**Given records**
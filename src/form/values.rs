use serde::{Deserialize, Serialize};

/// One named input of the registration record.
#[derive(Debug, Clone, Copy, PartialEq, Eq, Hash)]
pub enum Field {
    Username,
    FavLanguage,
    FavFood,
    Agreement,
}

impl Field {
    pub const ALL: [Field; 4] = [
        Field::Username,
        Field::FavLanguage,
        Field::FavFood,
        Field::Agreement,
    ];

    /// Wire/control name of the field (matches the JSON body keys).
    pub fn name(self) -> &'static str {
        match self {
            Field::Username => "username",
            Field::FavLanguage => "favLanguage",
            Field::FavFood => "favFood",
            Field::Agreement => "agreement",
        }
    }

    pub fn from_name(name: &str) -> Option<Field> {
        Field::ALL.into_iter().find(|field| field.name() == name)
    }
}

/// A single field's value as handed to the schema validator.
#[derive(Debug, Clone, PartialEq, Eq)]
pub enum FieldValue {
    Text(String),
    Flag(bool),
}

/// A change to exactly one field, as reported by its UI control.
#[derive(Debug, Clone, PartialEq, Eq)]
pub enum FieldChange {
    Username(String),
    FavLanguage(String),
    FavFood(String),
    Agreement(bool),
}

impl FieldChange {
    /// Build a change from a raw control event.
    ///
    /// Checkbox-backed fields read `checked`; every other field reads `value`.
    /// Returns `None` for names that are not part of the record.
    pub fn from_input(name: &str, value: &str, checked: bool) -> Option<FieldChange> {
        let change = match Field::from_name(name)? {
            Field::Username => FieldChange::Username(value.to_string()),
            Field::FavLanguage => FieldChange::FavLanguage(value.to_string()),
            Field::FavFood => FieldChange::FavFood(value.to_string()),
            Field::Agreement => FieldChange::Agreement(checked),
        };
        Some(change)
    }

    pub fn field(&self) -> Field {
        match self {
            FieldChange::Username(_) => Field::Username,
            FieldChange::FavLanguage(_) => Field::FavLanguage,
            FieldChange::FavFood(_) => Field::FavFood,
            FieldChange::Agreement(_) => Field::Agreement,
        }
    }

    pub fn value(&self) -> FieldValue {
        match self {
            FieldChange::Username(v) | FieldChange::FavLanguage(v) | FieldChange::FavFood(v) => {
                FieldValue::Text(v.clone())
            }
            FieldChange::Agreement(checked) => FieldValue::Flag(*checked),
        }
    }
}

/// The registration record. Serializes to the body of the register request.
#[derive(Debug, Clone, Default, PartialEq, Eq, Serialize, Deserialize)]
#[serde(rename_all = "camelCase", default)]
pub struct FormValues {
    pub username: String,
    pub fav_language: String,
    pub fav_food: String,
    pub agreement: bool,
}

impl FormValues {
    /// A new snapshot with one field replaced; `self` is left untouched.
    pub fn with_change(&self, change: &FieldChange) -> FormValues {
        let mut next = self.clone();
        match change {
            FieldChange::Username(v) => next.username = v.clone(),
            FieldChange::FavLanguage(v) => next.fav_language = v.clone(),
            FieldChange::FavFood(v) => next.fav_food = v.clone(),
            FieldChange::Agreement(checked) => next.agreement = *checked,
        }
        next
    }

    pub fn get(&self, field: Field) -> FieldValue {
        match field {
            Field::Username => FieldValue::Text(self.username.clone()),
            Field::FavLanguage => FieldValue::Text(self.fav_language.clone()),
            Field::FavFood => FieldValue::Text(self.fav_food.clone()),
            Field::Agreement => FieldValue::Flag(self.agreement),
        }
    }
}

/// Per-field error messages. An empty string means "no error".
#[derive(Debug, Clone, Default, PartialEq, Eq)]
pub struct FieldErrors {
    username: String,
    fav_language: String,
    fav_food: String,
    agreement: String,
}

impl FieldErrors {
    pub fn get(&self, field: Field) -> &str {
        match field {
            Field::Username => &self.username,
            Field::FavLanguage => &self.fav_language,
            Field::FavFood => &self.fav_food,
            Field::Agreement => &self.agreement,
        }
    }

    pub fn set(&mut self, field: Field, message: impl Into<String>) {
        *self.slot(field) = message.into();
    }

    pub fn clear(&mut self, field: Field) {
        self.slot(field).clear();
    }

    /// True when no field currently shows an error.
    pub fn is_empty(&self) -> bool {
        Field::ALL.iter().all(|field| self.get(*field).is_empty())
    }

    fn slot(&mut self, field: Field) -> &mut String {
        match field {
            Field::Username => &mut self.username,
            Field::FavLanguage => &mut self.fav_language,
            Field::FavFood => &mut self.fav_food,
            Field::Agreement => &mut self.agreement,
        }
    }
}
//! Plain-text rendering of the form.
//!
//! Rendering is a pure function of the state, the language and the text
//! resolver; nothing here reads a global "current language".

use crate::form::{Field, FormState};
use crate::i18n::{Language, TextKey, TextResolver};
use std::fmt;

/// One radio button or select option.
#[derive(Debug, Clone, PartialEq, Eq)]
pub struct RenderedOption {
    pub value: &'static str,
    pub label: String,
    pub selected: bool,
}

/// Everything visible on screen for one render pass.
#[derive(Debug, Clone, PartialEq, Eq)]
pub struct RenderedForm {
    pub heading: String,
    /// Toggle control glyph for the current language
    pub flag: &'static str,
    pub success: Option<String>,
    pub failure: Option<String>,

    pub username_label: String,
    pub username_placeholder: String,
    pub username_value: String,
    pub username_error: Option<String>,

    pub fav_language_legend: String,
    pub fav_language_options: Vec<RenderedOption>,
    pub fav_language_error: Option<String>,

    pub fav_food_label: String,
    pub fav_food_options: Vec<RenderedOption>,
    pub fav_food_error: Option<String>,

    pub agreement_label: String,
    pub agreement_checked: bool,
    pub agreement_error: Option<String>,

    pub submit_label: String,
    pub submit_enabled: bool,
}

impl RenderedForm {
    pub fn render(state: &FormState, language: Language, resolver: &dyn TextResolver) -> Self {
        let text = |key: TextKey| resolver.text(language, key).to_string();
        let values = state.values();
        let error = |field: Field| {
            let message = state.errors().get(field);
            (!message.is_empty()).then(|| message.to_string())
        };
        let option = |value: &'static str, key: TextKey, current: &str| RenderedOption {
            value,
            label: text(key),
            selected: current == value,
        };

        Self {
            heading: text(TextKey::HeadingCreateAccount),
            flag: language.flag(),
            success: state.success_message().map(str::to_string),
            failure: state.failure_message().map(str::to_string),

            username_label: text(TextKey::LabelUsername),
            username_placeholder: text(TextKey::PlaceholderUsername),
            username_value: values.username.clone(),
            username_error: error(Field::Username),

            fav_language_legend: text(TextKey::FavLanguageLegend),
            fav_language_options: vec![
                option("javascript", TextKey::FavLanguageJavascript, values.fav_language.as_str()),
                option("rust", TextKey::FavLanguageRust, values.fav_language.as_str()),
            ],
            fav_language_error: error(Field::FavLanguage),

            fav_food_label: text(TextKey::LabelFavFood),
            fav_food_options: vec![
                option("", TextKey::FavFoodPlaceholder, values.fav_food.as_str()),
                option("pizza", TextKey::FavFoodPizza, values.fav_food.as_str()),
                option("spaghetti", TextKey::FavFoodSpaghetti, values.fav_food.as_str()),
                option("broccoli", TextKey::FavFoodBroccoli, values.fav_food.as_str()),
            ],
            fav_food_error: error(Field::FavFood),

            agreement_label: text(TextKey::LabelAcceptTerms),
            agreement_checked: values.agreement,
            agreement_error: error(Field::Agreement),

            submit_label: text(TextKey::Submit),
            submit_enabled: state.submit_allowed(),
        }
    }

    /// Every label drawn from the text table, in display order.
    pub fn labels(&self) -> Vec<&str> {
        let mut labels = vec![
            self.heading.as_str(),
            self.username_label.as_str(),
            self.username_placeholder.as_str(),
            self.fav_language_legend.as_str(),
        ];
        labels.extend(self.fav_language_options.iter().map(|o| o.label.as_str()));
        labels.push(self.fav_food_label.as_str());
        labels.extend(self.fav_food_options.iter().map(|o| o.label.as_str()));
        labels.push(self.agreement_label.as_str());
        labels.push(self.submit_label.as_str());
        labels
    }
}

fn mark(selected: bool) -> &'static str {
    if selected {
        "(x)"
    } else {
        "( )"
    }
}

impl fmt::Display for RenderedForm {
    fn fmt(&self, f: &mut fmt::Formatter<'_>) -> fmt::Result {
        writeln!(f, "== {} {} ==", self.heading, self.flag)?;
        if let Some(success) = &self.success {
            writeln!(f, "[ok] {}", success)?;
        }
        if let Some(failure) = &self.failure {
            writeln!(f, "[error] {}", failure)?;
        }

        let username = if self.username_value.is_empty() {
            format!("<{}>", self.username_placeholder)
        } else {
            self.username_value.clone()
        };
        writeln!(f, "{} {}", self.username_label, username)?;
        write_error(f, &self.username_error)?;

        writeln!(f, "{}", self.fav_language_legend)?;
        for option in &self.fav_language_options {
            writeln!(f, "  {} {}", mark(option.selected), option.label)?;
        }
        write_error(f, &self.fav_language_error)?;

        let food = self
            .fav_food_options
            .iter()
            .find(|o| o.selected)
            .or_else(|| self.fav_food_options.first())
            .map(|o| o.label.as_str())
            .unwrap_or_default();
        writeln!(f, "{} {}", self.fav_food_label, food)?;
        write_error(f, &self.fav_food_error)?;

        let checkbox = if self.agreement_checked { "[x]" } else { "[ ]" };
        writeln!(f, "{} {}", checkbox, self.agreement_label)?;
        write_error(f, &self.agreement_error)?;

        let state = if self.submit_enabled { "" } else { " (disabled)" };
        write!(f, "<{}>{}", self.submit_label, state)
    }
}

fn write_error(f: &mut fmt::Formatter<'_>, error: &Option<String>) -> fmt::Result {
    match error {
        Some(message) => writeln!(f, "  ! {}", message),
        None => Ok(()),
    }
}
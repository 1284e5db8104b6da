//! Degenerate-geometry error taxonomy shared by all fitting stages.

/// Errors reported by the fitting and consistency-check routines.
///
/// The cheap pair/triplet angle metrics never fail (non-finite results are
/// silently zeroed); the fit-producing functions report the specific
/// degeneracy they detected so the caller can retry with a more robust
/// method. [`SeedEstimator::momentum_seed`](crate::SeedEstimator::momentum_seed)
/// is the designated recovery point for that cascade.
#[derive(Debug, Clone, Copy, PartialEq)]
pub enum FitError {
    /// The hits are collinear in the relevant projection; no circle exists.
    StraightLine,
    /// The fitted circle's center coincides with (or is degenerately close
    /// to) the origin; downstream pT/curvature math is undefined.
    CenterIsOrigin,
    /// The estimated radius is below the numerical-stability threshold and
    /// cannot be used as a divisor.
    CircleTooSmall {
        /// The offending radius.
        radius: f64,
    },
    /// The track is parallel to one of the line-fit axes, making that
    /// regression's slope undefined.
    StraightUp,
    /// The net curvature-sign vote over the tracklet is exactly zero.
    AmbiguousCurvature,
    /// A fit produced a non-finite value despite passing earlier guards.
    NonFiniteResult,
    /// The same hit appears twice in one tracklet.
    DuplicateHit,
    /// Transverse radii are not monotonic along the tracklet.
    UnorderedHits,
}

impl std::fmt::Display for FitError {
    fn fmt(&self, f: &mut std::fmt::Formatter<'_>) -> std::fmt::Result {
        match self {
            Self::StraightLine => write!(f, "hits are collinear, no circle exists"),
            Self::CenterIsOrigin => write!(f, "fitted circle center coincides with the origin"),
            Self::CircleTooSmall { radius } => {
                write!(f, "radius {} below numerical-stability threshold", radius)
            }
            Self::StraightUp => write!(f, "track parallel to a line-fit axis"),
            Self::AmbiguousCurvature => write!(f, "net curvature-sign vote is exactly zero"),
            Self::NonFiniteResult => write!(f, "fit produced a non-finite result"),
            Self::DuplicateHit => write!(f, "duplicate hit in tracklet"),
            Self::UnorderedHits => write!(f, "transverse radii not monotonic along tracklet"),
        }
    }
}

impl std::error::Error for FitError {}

**What you should do**
When a line in the records holds the string "radius", copy that line.

**Exercise solution**
    /// The estimated radius is below the numerical-stability threshold and
        /// The offending radius.
        radius: f64,
            Self::CircleTooSmall { radius } => {
                write!(f, "radius {} below numerical-stability threshold", radius)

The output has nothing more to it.